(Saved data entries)
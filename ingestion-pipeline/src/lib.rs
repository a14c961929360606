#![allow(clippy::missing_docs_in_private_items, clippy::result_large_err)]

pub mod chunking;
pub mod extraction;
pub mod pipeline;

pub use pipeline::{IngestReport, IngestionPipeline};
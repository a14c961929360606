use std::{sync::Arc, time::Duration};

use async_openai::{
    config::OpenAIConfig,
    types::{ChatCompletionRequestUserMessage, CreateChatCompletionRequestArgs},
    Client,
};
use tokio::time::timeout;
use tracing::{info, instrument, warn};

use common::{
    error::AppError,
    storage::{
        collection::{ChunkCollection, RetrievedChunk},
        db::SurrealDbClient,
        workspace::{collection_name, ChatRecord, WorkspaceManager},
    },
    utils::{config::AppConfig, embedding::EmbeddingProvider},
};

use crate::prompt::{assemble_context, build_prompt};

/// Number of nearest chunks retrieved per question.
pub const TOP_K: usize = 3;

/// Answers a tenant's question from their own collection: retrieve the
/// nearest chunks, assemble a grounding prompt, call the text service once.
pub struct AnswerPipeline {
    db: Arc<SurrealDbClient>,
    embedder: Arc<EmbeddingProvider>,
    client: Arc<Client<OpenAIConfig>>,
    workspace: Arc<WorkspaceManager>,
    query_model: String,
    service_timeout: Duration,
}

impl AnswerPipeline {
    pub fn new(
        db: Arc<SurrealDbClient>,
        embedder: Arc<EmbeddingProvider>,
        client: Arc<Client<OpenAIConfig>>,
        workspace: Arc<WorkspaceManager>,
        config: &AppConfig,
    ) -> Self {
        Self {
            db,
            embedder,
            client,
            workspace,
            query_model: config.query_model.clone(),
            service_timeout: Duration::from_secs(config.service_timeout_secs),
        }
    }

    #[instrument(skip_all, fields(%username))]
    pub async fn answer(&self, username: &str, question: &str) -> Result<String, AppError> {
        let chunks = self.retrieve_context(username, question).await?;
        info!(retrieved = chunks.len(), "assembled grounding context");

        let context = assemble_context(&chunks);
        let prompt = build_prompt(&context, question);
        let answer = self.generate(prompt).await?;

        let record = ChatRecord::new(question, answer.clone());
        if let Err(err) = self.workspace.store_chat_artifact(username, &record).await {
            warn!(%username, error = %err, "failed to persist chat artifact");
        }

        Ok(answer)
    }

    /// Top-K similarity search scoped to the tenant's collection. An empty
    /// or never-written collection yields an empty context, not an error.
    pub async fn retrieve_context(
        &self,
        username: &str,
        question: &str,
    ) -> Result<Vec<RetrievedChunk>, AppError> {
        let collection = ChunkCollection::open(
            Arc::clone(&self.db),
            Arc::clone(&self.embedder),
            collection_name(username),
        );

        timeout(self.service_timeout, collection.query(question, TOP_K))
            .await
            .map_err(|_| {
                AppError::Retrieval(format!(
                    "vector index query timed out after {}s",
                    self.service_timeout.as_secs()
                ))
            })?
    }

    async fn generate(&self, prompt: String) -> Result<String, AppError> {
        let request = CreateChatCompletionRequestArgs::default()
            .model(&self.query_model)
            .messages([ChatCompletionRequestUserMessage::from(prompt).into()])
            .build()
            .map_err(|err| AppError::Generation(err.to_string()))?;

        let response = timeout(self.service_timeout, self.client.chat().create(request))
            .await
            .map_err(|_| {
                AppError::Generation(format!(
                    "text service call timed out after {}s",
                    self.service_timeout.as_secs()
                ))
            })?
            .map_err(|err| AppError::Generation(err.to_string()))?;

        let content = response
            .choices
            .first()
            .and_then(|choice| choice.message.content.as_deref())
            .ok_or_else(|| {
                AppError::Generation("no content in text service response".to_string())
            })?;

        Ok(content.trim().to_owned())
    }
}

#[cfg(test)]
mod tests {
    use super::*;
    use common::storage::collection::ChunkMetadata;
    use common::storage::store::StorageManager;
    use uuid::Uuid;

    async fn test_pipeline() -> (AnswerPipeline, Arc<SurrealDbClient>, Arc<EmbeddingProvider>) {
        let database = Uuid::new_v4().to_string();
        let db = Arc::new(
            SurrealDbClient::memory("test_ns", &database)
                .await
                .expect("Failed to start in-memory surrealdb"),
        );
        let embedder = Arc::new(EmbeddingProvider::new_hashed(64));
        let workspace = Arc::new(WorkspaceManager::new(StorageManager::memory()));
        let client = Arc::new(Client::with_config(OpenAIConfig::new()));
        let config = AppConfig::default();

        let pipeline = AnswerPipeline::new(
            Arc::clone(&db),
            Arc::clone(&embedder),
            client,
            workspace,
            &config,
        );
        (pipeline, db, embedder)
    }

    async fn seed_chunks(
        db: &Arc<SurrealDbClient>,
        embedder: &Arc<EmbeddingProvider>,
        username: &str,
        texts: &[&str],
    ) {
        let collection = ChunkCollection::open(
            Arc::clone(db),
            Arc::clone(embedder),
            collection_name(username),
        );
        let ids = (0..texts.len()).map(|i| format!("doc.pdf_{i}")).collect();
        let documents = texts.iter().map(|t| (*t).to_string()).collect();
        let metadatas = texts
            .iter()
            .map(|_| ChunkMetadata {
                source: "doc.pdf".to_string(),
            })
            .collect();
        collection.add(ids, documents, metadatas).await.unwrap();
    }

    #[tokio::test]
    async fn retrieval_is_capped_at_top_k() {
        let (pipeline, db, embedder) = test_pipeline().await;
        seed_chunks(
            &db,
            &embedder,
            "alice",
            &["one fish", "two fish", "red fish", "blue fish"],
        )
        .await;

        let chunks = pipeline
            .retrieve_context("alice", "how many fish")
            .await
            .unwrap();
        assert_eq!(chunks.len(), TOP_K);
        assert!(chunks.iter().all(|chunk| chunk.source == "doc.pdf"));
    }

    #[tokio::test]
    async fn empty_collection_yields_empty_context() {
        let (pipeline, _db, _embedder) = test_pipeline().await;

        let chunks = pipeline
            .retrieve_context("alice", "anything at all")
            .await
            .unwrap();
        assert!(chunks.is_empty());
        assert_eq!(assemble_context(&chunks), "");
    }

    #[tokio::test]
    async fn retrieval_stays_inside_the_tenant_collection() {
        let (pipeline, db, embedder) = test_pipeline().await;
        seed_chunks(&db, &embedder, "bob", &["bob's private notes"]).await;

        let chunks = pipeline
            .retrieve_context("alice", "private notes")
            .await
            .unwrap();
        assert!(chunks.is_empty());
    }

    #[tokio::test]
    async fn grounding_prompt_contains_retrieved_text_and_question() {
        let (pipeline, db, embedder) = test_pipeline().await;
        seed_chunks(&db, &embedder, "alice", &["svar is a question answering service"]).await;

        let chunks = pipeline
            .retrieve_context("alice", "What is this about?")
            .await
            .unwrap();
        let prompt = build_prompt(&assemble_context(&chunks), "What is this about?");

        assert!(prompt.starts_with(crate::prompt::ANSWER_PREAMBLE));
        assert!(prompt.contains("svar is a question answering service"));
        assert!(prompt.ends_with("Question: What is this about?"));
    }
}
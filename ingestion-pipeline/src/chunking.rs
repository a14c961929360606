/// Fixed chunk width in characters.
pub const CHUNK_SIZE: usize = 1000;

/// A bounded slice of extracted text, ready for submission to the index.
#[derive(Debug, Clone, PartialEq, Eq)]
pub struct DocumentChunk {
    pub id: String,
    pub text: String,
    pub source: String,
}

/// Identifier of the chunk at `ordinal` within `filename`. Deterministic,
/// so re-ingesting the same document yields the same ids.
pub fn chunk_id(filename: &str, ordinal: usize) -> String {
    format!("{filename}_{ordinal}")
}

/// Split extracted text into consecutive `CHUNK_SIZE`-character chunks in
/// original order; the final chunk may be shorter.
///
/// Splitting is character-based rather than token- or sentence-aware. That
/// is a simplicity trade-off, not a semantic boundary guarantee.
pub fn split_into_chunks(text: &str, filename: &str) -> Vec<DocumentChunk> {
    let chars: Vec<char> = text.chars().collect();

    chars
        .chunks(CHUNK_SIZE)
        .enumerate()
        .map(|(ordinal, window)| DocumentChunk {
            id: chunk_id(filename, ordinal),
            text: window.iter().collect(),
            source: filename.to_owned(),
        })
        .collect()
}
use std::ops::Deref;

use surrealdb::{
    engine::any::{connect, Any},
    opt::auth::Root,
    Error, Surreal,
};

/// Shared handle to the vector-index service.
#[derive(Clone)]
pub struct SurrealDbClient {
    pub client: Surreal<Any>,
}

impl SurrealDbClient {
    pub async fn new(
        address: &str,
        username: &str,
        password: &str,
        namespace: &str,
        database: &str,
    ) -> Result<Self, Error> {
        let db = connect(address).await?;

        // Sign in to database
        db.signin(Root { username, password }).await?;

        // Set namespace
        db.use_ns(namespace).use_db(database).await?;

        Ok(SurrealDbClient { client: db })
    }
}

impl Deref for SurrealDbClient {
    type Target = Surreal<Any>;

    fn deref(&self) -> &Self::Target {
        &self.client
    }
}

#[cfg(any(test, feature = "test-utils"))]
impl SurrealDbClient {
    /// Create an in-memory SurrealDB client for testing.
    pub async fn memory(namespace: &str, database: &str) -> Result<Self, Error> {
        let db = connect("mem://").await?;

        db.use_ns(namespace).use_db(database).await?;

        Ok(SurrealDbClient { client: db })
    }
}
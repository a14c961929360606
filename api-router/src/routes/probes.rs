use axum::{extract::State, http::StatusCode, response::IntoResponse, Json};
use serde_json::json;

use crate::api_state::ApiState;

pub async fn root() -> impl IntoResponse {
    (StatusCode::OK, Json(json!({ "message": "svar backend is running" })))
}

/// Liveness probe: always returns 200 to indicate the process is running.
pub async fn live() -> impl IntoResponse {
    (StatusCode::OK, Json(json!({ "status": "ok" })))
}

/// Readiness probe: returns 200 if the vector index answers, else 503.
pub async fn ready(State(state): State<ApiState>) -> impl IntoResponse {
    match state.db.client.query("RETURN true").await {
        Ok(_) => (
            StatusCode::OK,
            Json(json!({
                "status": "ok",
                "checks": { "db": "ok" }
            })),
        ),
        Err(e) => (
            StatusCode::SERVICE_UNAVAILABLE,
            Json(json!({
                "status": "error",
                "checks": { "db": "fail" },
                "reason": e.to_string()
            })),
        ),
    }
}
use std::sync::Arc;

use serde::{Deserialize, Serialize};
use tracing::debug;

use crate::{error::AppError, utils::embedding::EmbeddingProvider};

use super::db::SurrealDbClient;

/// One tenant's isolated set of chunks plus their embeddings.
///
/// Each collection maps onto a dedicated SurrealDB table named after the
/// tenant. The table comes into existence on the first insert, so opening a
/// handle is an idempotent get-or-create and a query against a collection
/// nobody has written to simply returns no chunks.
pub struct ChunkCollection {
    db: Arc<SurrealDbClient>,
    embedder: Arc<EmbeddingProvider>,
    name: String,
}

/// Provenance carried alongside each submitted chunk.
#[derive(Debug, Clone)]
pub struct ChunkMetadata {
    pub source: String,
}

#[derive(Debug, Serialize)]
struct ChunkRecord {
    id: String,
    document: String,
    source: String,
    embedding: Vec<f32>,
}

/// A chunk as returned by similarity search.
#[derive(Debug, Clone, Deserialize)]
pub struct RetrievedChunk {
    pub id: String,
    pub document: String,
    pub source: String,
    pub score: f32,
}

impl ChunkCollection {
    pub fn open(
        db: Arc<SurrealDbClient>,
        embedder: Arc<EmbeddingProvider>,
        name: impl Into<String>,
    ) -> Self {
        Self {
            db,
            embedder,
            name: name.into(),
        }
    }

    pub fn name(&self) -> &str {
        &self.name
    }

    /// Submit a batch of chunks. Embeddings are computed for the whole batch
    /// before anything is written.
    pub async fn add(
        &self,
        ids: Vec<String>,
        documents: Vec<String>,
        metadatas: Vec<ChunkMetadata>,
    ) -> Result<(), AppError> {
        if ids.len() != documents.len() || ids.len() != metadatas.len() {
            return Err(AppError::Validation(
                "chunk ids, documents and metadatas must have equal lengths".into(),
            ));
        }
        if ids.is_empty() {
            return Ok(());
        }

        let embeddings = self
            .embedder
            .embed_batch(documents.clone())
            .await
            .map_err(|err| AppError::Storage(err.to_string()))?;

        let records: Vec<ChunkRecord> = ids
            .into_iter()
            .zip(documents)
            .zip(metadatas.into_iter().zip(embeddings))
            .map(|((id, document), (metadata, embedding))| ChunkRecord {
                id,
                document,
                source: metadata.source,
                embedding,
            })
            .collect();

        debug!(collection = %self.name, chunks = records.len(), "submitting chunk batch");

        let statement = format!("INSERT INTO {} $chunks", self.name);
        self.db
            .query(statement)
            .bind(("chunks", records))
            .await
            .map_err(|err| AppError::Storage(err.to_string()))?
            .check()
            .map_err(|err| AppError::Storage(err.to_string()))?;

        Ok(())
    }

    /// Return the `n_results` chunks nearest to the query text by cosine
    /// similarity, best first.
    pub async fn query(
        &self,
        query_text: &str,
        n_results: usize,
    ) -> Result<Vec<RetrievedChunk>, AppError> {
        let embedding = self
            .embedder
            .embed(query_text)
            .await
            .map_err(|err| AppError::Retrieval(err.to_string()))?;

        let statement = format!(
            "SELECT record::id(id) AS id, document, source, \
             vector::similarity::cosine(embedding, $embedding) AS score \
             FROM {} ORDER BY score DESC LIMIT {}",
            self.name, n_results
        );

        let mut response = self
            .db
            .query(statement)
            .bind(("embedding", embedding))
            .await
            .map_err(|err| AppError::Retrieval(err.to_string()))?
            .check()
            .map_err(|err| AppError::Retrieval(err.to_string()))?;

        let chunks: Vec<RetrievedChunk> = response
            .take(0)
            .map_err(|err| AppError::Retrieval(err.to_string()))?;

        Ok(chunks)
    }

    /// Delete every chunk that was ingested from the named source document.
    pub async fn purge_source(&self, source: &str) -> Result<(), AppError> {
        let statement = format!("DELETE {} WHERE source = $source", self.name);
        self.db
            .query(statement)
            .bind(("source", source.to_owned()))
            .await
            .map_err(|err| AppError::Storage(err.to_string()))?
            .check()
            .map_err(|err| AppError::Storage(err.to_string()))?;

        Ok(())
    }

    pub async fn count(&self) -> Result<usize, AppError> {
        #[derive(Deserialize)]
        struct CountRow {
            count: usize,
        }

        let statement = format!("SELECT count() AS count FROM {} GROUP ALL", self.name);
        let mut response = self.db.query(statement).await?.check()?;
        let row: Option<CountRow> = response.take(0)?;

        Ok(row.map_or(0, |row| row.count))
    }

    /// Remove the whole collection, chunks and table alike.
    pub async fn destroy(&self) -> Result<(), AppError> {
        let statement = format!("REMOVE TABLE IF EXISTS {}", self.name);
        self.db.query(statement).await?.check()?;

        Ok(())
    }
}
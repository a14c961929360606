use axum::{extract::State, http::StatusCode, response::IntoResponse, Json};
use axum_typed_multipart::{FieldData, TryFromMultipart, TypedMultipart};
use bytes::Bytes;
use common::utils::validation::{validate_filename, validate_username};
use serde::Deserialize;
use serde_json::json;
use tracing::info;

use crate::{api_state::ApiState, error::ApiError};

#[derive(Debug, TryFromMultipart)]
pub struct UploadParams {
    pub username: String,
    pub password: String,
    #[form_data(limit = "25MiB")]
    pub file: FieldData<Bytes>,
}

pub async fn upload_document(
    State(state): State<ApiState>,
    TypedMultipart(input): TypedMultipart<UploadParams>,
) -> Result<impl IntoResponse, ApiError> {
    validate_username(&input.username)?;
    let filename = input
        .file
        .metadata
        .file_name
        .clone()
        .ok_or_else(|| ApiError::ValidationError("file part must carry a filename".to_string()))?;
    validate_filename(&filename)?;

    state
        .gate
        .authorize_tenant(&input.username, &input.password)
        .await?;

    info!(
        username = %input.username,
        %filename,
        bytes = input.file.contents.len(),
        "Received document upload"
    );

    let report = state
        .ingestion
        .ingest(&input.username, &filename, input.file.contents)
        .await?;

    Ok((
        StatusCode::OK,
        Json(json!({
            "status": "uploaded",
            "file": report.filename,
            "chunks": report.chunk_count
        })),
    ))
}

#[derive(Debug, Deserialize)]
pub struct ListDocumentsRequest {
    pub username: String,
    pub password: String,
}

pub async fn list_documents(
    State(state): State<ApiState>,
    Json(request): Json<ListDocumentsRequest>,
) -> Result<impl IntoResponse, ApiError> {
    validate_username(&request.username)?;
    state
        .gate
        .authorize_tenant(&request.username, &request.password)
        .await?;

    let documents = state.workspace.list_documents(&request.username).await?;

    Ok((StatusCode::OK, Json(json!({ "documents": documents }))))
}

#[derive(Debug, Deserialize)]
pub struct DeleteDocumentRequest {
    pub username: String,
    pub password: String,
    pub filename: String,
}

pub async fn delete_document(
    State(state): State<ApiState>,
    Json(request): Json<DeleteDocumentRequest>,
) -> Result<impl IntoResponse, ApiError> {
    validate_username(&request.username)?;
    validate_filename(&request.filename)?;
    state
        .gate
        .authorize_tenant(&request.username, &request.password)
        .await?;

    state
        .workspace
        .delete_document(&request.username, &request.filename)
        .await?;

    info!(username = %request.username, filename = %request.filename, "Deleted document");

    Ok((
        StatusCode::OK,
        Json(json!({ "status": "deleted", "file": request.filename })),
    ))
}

▸ What the exercise asks
When a line above contains the string "CountRow", copy that line.

▸ Reply
        struct CountRow {
        let row: Option<CountRow> = response.take(0)?;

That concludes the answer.